Your instructions = With both ends included, repeat exactly the lines of the entries below from the one containing "writer's own change" down to the one containing "let late = transport(&url);", and no others.

Supplied material =
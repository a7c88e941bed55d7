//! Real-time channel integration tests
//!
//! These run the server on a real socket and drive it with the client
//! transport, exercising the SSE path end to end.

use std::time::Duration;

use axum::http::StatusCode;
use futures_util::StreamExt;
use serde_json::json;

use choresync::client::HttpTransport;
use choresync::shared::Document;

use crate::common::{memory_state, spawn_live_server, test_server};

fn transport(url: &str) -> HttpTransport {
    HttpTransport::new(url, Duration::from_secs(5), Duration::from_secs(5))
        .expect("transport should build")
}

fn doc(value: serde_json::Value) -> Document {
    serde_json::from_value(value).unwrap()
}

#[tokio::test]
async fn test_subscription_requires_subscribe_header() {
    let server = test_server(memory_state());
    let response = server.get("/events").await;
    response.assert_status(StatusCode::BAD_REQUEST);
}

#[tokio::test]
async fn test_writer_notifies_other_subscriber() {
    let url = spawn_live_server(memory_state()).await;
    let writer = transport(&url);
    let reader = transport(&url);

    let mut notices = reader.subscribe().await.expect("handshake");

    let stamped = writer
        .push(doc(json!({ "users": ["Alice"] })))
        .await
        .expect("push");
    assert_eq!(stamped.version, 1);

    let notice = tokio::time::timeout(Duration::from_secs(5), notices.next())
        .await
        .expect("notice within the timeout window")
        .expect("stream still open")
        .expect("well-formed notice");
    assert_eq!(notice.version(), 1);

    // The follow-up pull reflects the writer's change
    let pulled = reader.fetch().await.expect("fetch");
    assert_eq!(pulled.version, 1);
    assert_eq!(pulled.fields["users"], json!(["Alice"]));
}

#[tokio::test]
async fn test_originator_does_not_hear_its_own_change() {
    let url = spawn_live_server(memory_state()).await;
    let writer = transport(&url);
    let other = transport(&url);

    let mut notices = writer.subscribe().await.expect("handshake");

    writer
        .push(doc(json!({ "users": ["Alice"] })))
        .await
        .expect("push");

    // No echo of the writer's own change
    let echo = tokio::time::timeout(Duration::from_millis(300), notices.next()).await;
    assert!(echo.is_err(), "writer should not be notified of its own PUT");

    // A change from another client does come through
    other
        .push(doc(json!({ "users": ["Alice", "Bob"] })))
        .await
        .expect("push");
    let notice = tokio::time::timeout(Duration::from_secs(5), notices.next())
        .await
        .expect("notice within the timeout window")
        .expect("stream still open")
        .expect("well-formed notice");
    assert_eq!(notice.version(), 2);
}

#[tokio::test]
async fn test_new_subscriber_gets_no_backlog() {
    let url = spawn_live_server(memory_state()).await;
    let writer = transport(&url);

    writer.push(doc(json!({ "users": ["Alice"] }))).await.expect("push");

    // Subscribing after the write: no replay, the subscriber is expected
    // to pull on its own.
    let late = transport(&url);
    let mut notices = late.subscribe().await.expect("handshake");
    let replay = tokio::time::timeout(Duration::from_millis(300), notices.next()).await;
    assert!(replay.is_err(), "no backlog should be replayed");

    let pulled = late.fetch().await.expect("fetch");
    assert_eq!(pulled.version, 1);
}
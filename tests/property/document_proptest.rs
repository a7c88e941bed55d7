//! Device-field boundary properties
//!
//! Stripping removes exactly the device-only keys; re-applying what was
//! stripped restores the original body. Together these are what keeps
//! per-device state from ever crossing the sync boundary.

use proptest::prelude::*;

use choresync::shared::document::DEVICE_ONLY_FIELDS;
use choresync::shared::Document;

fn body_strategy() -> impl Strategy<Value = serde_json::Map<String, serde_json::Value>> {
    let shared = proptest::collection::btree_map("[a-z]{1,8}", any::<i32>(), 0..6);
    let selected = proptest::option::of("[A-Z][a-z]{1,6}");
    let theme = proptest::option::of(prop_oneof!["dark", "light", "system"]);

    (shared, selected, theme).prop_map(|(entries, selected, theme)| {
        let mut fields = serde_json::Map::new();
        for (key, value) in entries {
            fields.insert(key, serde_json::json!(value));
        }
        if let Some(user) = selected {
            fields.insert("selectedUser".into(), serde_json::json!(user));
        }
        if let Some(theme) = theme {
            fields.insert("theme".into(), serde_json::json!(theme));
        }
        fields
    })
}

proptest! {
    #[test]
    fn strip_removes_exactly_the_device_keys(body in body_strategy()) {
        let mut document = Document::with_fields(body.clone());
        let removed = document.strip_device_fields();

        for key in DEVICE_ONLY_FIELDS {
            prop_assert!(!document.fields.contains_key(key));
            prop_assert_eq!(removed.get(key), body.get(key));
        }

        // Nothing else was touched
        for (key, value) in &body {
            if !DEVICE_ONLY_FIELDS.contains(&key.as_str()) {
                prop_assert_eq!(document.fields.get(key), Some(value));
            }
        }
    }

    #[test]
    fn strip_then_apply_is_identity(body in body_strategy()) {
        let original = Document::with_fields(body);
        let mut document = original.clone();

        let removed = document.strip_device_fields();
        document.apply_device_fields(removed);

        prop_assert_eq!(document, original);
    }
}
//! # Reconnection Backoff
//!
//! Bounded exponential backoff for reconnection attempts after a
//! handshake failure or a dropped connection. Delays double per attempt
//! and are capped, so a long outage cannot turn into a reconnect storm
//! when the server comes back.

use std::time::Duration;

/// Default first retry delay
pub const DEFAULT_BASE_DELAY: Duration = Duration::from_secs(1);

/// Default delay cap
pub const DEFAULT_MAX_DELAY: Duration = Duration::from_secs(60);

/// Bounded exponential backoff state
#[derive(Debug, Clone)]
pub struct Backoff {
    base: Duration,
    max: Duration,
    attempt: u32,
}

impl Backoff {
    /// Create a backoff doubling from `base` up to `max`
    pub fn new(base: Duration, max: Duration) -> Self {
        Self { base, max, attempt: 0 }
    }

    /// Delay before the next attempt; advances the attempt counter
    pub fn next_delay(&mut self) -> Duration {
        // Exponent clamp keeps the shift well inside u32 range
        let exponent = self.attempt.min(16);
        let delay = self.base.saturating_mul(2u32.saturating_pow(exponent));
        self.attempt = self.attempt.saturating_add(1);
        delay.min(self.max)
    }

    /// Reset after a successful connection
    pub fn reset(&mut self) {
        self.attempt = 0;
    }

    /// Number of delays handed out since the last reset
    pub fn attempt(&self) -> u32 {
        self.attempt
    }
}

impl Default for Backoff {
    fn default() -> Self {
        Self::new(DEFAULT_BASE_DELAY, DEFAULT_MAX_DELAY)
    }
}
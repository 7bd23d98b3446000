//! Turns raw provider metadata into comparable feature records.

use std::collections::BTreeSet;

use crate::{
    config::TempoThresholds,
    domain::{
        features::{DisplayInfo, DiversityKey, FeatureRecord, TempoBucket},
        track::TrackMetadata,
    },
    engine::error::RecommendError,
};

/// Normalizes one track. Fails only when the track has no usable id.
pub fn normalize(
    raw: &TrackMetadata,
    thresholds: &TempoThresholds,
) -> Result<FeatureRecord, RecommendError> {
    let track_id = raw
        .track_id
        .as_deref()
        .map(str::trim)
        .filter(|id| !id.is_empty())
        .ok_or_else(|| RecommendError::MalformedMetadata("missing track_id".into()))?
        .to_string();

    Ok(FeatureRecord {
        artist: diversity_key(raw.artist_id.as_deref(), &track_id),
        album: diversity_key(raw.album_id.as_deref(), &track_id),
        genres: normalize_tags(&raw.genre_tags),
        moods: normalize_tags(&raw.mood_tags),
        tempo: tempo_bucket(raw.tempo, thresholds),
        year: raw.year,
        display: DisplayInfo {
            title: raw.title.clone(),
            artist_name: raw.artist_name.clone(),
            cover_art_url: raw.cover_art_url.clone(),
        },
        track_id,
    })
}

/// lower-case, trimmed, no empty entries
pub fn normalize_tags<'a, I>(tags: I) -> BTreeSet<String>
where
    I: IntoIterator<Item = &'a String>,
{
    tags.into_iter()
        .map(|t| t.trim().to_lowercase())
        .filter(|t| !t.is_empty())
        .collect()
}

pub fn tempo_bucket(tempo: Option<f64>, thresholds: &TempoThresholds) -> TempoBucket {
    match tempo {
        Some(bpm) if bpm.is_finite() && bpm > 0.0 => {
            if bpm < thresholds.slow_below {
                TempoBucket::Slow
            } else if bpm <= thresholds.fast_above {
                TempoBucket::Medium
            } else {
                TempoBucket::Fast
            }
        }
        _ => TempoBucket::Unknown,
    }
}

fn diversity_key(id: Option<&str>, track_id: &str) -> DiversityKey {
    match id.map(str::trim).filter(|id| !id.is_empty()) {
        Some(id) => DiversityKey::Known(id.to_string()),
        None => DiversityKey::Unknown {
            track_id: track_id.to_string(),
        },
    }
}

Written response =
    // No echo of the writer's own change
    let echo = tokio::time::timeout(Duration::from_millis(300), notices.next()).await;
    assert!(echo.is_err(), "writer should not be notified of its own PUT");

    // A change from another client does come through
    other
        .push(doc(json!({ "users": ["Alice", "Bob"] })))
        .await
        .expect("push");
    let notice = tokio::time::timeout(Duration::from_secs(5), notices.next())
        .await
        .expect("notice within the timeout window")
        .expect("stream still open")
        .expect("well-formed notice");
    assert_eq!(notice.version(), 2);
}

#[tokio::test]
async fn test_new_subscriber_gets_no_backlog() {
    let url = spawn_live_server(memory_state()).await;
    let writer = transport(&url);

    writer.push(doc(json!({ "users": ["Alice"] }))).await.expect("push");

    // Subscribing after the write: no replay, the subscriber is expected
    // to pull on its own.
    let late = transport(&url);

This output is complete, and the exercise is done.